Long-running MCP tools in headless jobs should set CLAUDE_CODE_MCP_TOOL_IDLE_TIMEOUT deliberately
instead of relying on the default. Recent releases also reduced misleading MCP status reporting, but
automation should still judge MCP health from command exit codes and logs rather than the interactive
/mcp view.
Run And Verify Skills
Current Claude Code includes the /run and /verify bundled skills, plus /run-skill-generator, for
app-level checks. /run and /verify infer the launch from your project type (CLI, server, TUI,
browser-driven) and from your README, package.json, or Makefile. They are useful when a change must
be observed in a running app rather than inferred from tests alone.

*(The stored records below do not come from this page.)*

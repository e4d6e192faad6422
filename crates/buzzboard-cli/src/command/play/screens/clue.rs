use std::time::Duration;

use buzzboard_engine::{CluePhase, RevealKind, SessionId, Verdict};
use crossterm::event::{Event, KeyCode, KeyEvent};
use ratatui::{
    Frame,
    layout::{Constraint, Layout, Spacing},
    symbols::merge::MergeStrategy,
    widgets::{Block as BlockWidget, Padding},
};

use crate::{
    DEFAULT_FRAME_RATE, DEFAULT_TICK_RATE,
    command::play::{screens::draw_footer, trainer::SharedTrainer},
    tui::{Screen, ScreenTransition, Tui},
    view::widgets::{ClueDisplay, KeyHint},
};

#[derive(Clone, Copy, Debug, PartialEq, Eq)]
enum Action {
    Buzz,
    Correct,
    Wrong,
    Acknowledge,
    Abandon,
    Quit,
}

impl Action {
    fn from_key_event(event: &KeyEvent) -> Option<Self> {
        match event.code {
            KeyCode::Char(' ') => Some(Self::Buzz),
            KeyCode::Char('y') => Some(Self::Correct),
            KeyCode::Char('n') => Some(Self::Wrong),
            KeyCode::Enter => Some(Self::Acknowledge),
            KeyCode::Esc => Some(Self::Abandon),
            KeyCode::Char('q') => Some(Self::Quit),
            _ => None,
        }
    }

    fn hints(phase: CluePhase) -> [KeyHint<'static>; 6] {
        let buzzed = phase == CluePhase::Revealed(RevealKind::Buzzed);
        let timed_out = phase == CluePhase::Revealed(RevealKind::TimedOut);
        [
            KeyHint::new(&["Space"], "Buzz").enabled(phase.is_countdown()),
            KeyHint::new(&["y"], "Correct").enabled(buzzed),
            KeyHint::new(&["n"], "Wrong").enabled(buzzed),
            KeyHint::new(&["Enter"], "Continue").enabled(timed_out),
            KeyHint::new(&["Esc"], "Skip"),
            KeyHint::new(&["q"], "Quit"),
        ]
    }
}

/// One open clue, from narration to the player's verdict.
///
/// Pops back to the board once the clue is finalized.
#[derive(Debug)]
pub(super) struct ClueScreen {
    trainer: SharedTrainer,
    session: SessionId,
}

impl ClueScreen {
    pub(super) fn new(trainer: SharedTrainer, session: SessionId) -> Self {
        Self { trainer, session }
    }

    fn resolve(&self, verdict: Verdict, now: Duration) -> ScreenTransition {
        let outcome = self
            .trainer
            .borrow_mut()
            .game_mut()
            .resolve(self.session, verdict, now);
        if outcome.is_some() {
            ScreenTransition::Pop
        } else {
            ScreenTransition::Stay
        }
    }

    fn abandon(&self, now: Duration) {
        self.trainer
            .borrow_mut()
            .game_mut()
            .abandon(self.session, now);
    }

    fn is_current(&self) -> bool {
        self.trainer.borrow().game().active_id() == Some(self.session)
    }
}

impl Screen for ClueScreen {
    fn on_active(&mut self, tui: &mut Tui) {
        tui.set_tick_rate(Some(DEFAULT_TICK_RATE));
        tui.set_frame_rate(DEFAULT_FRAME_RATE);
    }

    fn on_inactive(&mut self, _tui: &mut Tui) {}

    fn on_close(&mut self, tui: &mut Tui) {
        // Leaving mid-clue counts as a skip.
        if self.is_current() {
            self.abandon(tui.now());
        }
    }

    fn handle_event(&mut self, tui: &mut Tui, event: &Event) -> ScreenTransition {
        let Some(action) = event
            .as_key_press_event()
            .and_then(|event| Action::from_key_event(&event))
        else {
            return ScreenTransition::Stay;
        };
        let now = tui.now();
        match action {
            Action::Buzz => {
                self.trainer
                    .borrow_mut()
                    .game_mut()
                    .buzz(self.session, now);
                ScreenTransition::Stay
            }
            Action::Correct => self.resolve(Verdict::Correct, now),
            Action::Wrong => self.resolve(Verdict::Wrong, now),
            Action::Acknowledge => self.resolve(Verdict::Acknowledge, now),
            Action::Abandon => {
                self.abandon(now);
                ScreenTransition::Pop
            }
            Action::Quit => ScreenTransition::Exit,
        }
    }

    fn update(&mut self, tui: &mut Tui) -> ScreenTransition {
        let mut trainer = self.trainer.borrow_mut();
        let game = trainer.game_mut();
        game.advance(tui.now());
        for change in game.drain_changes() {
            tracing::debug!(
                session = %change.session,
                from = ?change.from,
                to = ?change.to,
                at_ms = change.at.as_millis(),
                "clue phase changed"
            );
        }
        if game.active_id() == Some(self.session) {
            ScreenTransition::Stay
        } else {
            ScreenTransition::Pop
        }
    }

    fn draw(&self, frame: &mut Frame, now: Duration) {
        let trainer = self.trainer.borrow();
        let Some(view) = trainer.game().view(now) else {
            return;
        };
        let viewport = frame
            .area()
            .centered(Constraint::Max(100), Constraint::Max(30));
        let [clue_area, bottom_area] =
            Layout::vertical([Constraint::Fill(1), Constraint::Length(3)])
                .spacing(Spacing::Overlap(1))
                .areas(viewport);

        let clue = ClueDisplay::new(&view).block(
            BlockWidget::bordered()
                .padding(Padding::symmetric(2, 1))
                .merge_borders(MergeStrategy::Exact),
        );
        frame.render_widget(clue, clue_area);
        draw_footer(frame, bottom_area, &Action::hints(view.phase), trainer.message());
    }
}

/run-skill-generator runs once per project (and again when the build or launch process changes): it
gets the app running from a clean environment, captures what worked, and commits it as a per-project
skill under .claude/skills/run-<name>/ so later runs follow the recorded recipe instead of
rediscovering it.
Slash commands are interactive-only
User-invoked skills and built-in commands such as /run, /verify, and /code-review are only
available in interactive mode. In -p (headless) mode they cannot be called as slash commands —
describe the task you want accomplished in the prompt instead. In CI, only rely on these after the
project-specific run skill can build and launch from a clean checkout.
Output Review
Headless output should answer:
- What files or commits were inspected?
- What exact issue was found?
- What evidence supports it?
- What command or test confirms the result?
If the output cannot support those questions, narrow the prompt or add structured reporting.